Since the topic deals with predictions of intentions, it lends itself well to efforts in computational modelling. Relevant work addresses (1) predictive explanations of human performance in intention understanding from observation, (2) accounts – including information theoretic approaches – of how social signals can be used in identification and prediction of intentions and (3) accounts of how such mechanisms can tie in with, for example, research on Theory of Mind (ToM).
A particular application for research in this area is in the field of robotics, particularly in human robot interaction (although the concept can be extended to interaction with other machines), for example involving service robotics, socially assistive robots (SAR) or robot assisted therapy (RAT). Such robots can benefit from algorithms that directly predict likely intentions of humans. These can be informed from human studies (for instance on the use of social signals) but, since robots have limited sensory and analytical abilities compared to humans, particular care needs to be given to how results on human strategies (or models thereof) can be translated onto robots. Equally, purely robotic strategies to achieve such predictions from the observation of humans (or indeed other robots) can be developed and compared to human approaches.

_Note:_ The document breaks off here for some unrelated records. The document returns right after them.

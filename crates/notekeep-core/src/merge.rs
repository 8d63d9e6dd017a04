//! Reconciling the local cache with a fresh copy of the remote note list.
//!
//! Conflicts resolve last-write-wins on `updated_at`. A local pending
//! mutation survives only while it is at least as recent as the remote copy.

use std::collections::{HashMap, HashSet};

use crate::note::{Note, SyncState};

/// Row-level changes to bring a cache in line with the remote list.
#[derive(Debug, Clone, Default, PartialEq, Eq)]
pub struct MergePlan {
  /// Notes to write as-is (remote copies arrive `Synced`).
  pub upserts:  Vec<Note>,
  /// Ids of local rows to delete.
  pub removals: Vec<String>,
}

impl MergePlan {
  pub fn is_empty(&self) -> bool { self.upserts.is_empty() && self.removals.is_empty() }
}

/// Compute the plan that merges `remote` into `local`.
///
/// `local` must contain every row for the user, tombstones included.
pub fn plan_merge(local: &[Note], remote: &[Note]) -> MergePlan {
  let local_by_id: HashMap<&str, &Note> =
    local.iter().map(|n| (n.id.as_str(), n)).collect();
  let remote_ids: HashSet<&str> =
    remote.iter().map(|n| n.id.as_str()).collect();

  let mut plan = MergePlan::default();

  for incoming in remote {
    match local_by_id.get(incoming.id.as_str()) {
      Some(existing)
        if existing.sync_state.is_pending()
          && existing.updated_at >= incoming.updated_at => {}
      Some(existing) if **existing == synced(incoming) => {}
      _ => plan.upserts.push(synced(incoming)),
    }
  }

  for existing in local {
    if remote_ids.contains(existing.id.as_str()) {
      continue;
    }
    // Created offline and never pushed: the remote cannot know it yet.
    if existing.sync_state == SyncState::PendingCreate {
      continue;
    }
    plan.removals.push(existing.id.clone());
  }

  plan
}

fn synced(note: &Note) -> Note {
  Note { sync_state: SyncState::Synced, ..note.clone() }
}
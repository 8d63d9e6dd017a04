//! Notes: the user-owned records this system exists to store.

use chrono::{DateTime, Duration, SubsecRound as _, Utc};
use serde::{Deserialize, Serialize};
use uuid::Uuid;

use crate::{Error, Result, user::UserId};

// ─── Timestamps ──────────────────────────────────────────────────────────────

/// The current time, truncated to the millisecond precision used on the wire
/// and in storage.
pub fn now_millis() -> DateTime<Utc> { Utc::now().trunc_subsecs(3) }

/// Normalise an arbitrary timestamp to millisecond precision.
pub fn to_millis(at: DateTime<Utc>) -> DateTime<Utc> { at.trunc_subsecs(3) }

/// The `updated_at` to stamp on a mutation of a note last updated at
/// `previous`: strictly later than `previous`, and never behind the clock.
pub fn next_updated_at(previous: DateTime<Utc>) -> DateTime<Utc> {
  let floor = previous + Duration::milliseconds(1);
  now_millis().max(floor)
}

// ─── Sync state ──────────────────────────────────────────────────────────────

/// Whether the local copy of a note still carries a mutation the remote
/// service has not seen.
#[derive(
  Debug, Clone, Copy, PartialEq, Eq, Default, Serialize, Deserialize,
)]
#[serde(rename_all = "snake_case")]
pub enum SyncState {
  #[default]
  Synced,
  PendingCreate,
  PendingUpdate,
  /// Tombstone: hidden from reads, kept only until the delete is replayed.
  PendingDelete,
}

impl SyncState {
  pub fn is_pending(self) -> bool { !matches!(self, Self::Synced) }

  pub fn is_tombstone(self) -> bool { matches!(self, Self::PendingDelete) }
}

// ─── Note ────────────────────────────────────────────────────────────────────

#[derive(Debug, Clone, PartialEq, Eq, Serialize, Deserialize)]
pub struct Note {
  /// Client-generated for offline creation, server-assigned once synced.
  pub id:         String,
  pub title:      String,
  pub body:       String,
  /// Opaque URI or path; never inspected.
  pub image_ref:  Option<String>,
  pub user_id:    UserId,
  pub created_at: DateTime<Utc>,
  pub updated_at: DateTime<Utc>,
  #[serde(default)]
  pub sync_state: SyncState,
}

impl Note {
  /// Build a brand-new note with a fresh client-side id. `created_at` and
  /// `updated_at` are identical.
  pub fn create(user_id: UserId, draft: NoteDraft, sync_state: SyncState) -> Self {
    let now = now_millis();
    Self {
      id: Uuid::new_v4().to_string(),
      title: draft.title,
      body: draft.body,
      image_ref: draft.image_ref,
      user_id,
      created_at: now,
      updated_at: now,
      sync_state,
    }
  }

  /// Apply an edit, refreshing `updated_at` and leaving `created_at` alone.
  pub fn apply(&mut self, draft: NoteDraft) {
    self.title = draft.title;
    self.body = draft.body;
    self.image_ref = draft.image_ref;
    self.updated_at = next_updated_at(self.updated_at);
  }

  /// The editable fields of this note as a draft.
  pub fn to_draft(&self) -> NoteDraft {
    NoteDraft {
      title:     self.title.clone(),
      body:      self.body.clone(),
      image_ref: self.image_ref.clone(),
    }
  }
}

// ─── NoteDraft ───────────────────────────────────────────────────────────────

/// The caller-editable part of a note: input to create and update.
#[derive(Debug, Clone, PartialEq, Eq, Default)]
pub struct NoteDraft {
  pub title:     String,
  pub body:      String,
  pub image_ref: Option<String>,
}

impl NoteDraft {
  pub fn new(title: impl Into<String>, body: impl Into<String>) -> Self {
    Self { title: title.into(), body: body.into(), image_ref: None }
  }

  pub fn with_image(mut self, image_ref: impl Into<String>) -> Self {
    self.image_ref = Some(image_ref.into());
    self
  }

  /// Trim the title and reject drafts that would persist an empty one.
  pub fn validated(mut self) -> Result<Self> {
    let trimmed = self.title.trim();
    if trimmed.is_empty() {
      return Err(Error::validation("title", "title must not be empty"));
    }
    if trimmed.len() != self.title.len() {
      self.title = trimmed.to_owned();
    }
    Ok(self)
  }
}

Conversely, designing robots whose social signals are particularly intuitive to humans is also relevant. Research in this direction can profit from an understanding of what social signals humans process when observing a scene.
Finally, a highly relevant but to date relatively unexplored area is that of endowing robots with a ToM tailored to the humans (or robots) they interact with. Here, a particular interest is which observable variables are most conducive to/can be used in the creation and/or improvement of such mechanisms.
The present topic is aimed at state of the art research which addresses research into social signals either (a) from a behavioural, psychological and neuroscientific perspective (b) through computational models (c) with robotic applications. Interdisciplinary papers covering two or more of these are especially encouraged. Papers should further the understanding of the use of social signals in human interactions and/or address applications in human-machine interaction. Papers on computational models in particular therefore should be careful to make their relevance to such applications clear.